そうなってしまえば、後はいつもと同じです。哀れな私のチ○ポは、童貞を卒業したばかりの頃と同じように、彼女のオマ○コの中で置き去りとなり、広い海の中を、暗い闇の中をさまよいます。
やがて、高まりを期待していた真由子の興奮は頭打ちとなり、次第に落胆へと変わっていきます。抱きしめた身体を通じて、その落胆は私にも伝わります。ああ、やっぱりここまでか。そう思いながら、私は程なく限界に達し、彼女から抜いて……時には彼女が許してくれる時には中のままで……自分の欲望を短小棒から放出します。

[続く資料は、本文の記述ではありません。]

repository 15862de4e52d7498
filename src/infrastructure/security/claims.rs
// src/infrastructure/security/claims.rs
use crate::application::{
    dto::AuthenticatedUser,
    error::{ApplicationError, ApplicationResult},
};
use crate::domain::user::{Capability, Role, UserId};
use biscuit_auth::builder::{Fact, Predicate, Term};
use chrono::{DateTime, Utc};
use std::collections::HashSet;
use std::time::{Duration, SystemTime, UNIX_EPOCH};

pub fn parse_claims(facts: Vec<Fact>) -> ApplicationResult<AuthenticatedUser> {
    let ctx = ClaimsContext::from_facts(facts);
    build_authenticated_user(ctx)
}

fn build_authenticated_user(ctx: ClaimsContext) -> ApplicationResult<AuthenticatedUser> {
    let missing = |what: &str| ApplicationError::unauthorized(format!("missing {what}"));

    let uid = ctx.user_id.ok_or_else(|| missing("user id"))?;
    let display_name = ctx.display_name.ok_or_else(|| missing("user name"))?;
    let role = ctx.role.ok_or_else(|| missing("role"))?;
    let issued_at = ctx.issued_at.ok_or_else(|| missing("issued_at"))?;
    let expires_at = ctx.expires_at.ok_or_else(|| missing("expires_at"))?;

    let mut capabilities = role.default_capabilities();
    capabilities.extend(ctx.capabilities);

    Ok(AuthenticatedUser {
        id: UserId::new(uid)?,
        display_name,
        role,
        capabilities,
        issued_at: DateTime::<Utc>::from(issued_at),
        expires_at: DateTime::<Utc>::from(expires_at),
    })
}

#[derive(Default)]
struct ClaimsContext {
    user_id: Option<String>,
    display_name: Option<String>,
    role: Option<Role>,
    issued_at: Option<SystemTime>,
    expires_at: Option<SystemTime>,
    capabilities: HashSet<Capability>,
}

fn date(predicate: &Predicate) -> Option<SystemTime> {
    match predicate.terms.first() {
        Some(Term::Date(seconds)) => Some(UNIX_EPOCH + Duration::from_secs(*seconds)),
        _ => None,
    }
}

impl ClaimsContext {
    fn from_facts(facts: Vec<Fact>) -> Self {
        let mut ctx = ClaimsContext::default();
        for fact in facts {
            ctx.apply_predicate(fact.predicate);
        }
        ctx
    }

    fn apply_predicate(&mut self, predicate: Predicate) {
        match predicate.name.as_str() {
            "user" => self.handle_user(predicate.terms),
            "role" => {
                if let Some(Term::Str(role)) = predicate.terms.first() {
                    self.role = role.parse().ok();
                }
            }
            "issued_at" => self.issued_at = date(&predicate),
            "expires_at" => self.expires_at = date(&predicate),
            "right" => self.handle_right(predicate.terms),
            _ => {}
        }
    }

    fn handle_user(&mut self, terms: Vec<Term>) {
        if let [Term::Str(uid), Term::Str(name)] = terms.as_slice() {
            self.user_id = Some(uid.clone());
            self.display_name = Some(name.clone());
        }
    }

    fn handle_right(&mut self, terms: Vec<Term>) {
        if let [Term::Str(resource), Term::Str(action)] = terms.as_slice() {
            self.capabilities
                .insert(Capability::new(resource.clone(), action.clone()));
        }
    }
}
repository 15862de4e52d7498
pub mod http;
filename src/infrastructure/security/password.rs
use crate::application::{
    error::{ApplicationError, ApplicationResult},
    ports::security::PasswordHasher,
};
use argon2::{
    Argon2,
    password_hash::{
        PasswordHash, PasswordHasher as _, PasswordVerifier, SaltString, rand_core::OsRng,
    },
};
use async_trait::async_trait;

#[derive(Default, Clone)]
pub struct Argon2PasswordHasher;

#[async_trait]
impl PasswordHasher for Argon2PasswordHasher {
    async fn hash(&self, password: &str) -> ApplicationResult<String> {
        let password = password.to_owned();
        tokio::task::spawn_blocking(move || {
            let salt = SaltString::generate(&mut OsRng);
            Argon2::default()
                .hash_password(password.as_bytes(), &salt)
                .map(|hash| hash.to_string())
                .map_err(|err| ApplicationError::infrastructure(err.to_string()))
        })
        .await
        .map_err(|err| ApplicationError::infrastructure(err.to_string()))?
    }

    async fn verify(&self, password: &str, expected_hash: &str) -> ApplicationResult<()> {
        let password = password.to_owned();
        let expected_hash = expected_hash.to_owned();
        tokio::task::spawn_blocking(move || -> Result<(), ApplicationError> {
            let parsed = PasswordHash::new(&expected_hash)
                .map_err(|err| ApplicationError::infrastructure(err.to_string()))?;
            Argon2::default()
                .verify_password(password.as_bytes(), &parsed)
                .map_err(|_| ApplicationError::access_denied())
        })
        .await
        .map_err(|err| ApplicationError::infrastructure(err.to_string()))??;
        Ok(())
    }
}
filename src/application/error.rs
// src/application/error.rs
use crate::domain::errors::DomainError;
use thiserror::Error;

pub type ApplicationResult<T> = Result<T, ApplicationError>;

/// Message returned for every failed admin sign-in, whatever the cause.
pub const ACCESS_DENIED: &str = "access denied";

#[derive(Debug, Error)]
pub enum ApplicationError {
    #[error(transparent)]
    Domain(#[from] DomainError),

    #[error("resource not found: {0}")]
    NotFound(String),

    #[error("unauthorized: {0}")]
    Unauthorized(String),

    #[error("forbidden: {0}")]
    Forbidden(String),

    #[error("infrastructure failure: {0}")]
    Infrastructure(String),
}

impl ApplicationError {
    pub fn not_found(msg: impl Into<String>) -> Self {
        Self::NotFound(msg.into())
    }

    pub fn unauthorized(msg: impl Into<String>) -> Self {
        Self::Unauthorized(msg.into())
    }

    pub fn access_denied() -> Self {
        Self::Unauthorized(ACCESS_DENIED.into())
    }

    pub fn forbidden(msg: impl Into<String>) -> Self {
        Self::Forbidden(msg.into())
    }

    pub fn infrastructure(msg: impl Into<String>) -> Self {
        Self::Infrastructure(msg.into())
    }
}
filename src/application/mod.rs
pub mod commands;
pub mod dto;
pub mod error;
pub mod ports;
pub mod queries;
pub mod seo;
pub mod services;

pub use error::ApplicationResult;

後には、どこか満たされないものが残る……本当は幸せな筈なのに。
夫婦のセックスが終われば、私達はお互いを慰め合い、優しい時間となります。
それは純愛によって結ばれた夫婦だからこそ持つことの出来る、他人にはわからない幸福な時間なのかもしれません。
けれども、私は知っているのです。
見てしまったからです。
もう何度も。
若かった真由子の姿を。
そして、美人の奥さんと言われるようになった今では、その何倍も色気が増した姿を。
互いに処女と童貞を卒業してから、一年も経たない頃でした。
幸せだよ、わたしはこれで満足だよ。
たとえ口でそう言ってくれていても、身体はそうではなかったのです。
なぜなら女性は頭ではなく、子宮で考える生き物です。
口から出てくる言葉を、真に受けるべきではありませんでした。
ふとしたきっかけで、真由子は男に抱かれ、その相手と一晩たっぷりかけて、濃密な時間を過ごしてしまいました。
純愛を信じていた私は、そして彼女の愛の言葉を信じていた私は、彼女が浮気をしたことが信じられず、彼女を問いつめました。
「気持ちよかった」
その時になって彼女は今更のように言ったのです。
「わたしだって、他の男の人とエッチしてみたかった。あなた一人だけじゃなくて」
「他の男の人はどうなのかなって、本当はちょっと思ってた」
思い返してみれば、それは彼女が、初めて私に本音で語ってくれた言葉です。
この時、私は真由子と別れるべきだったかもしれません。
一生涯愛を貫く相手としては、ふさわしくない。
そんなふうに考えて、すっきりと別れていれば、こんなにみじめな人生を……性生活を過ごすことはなかったかもしれません。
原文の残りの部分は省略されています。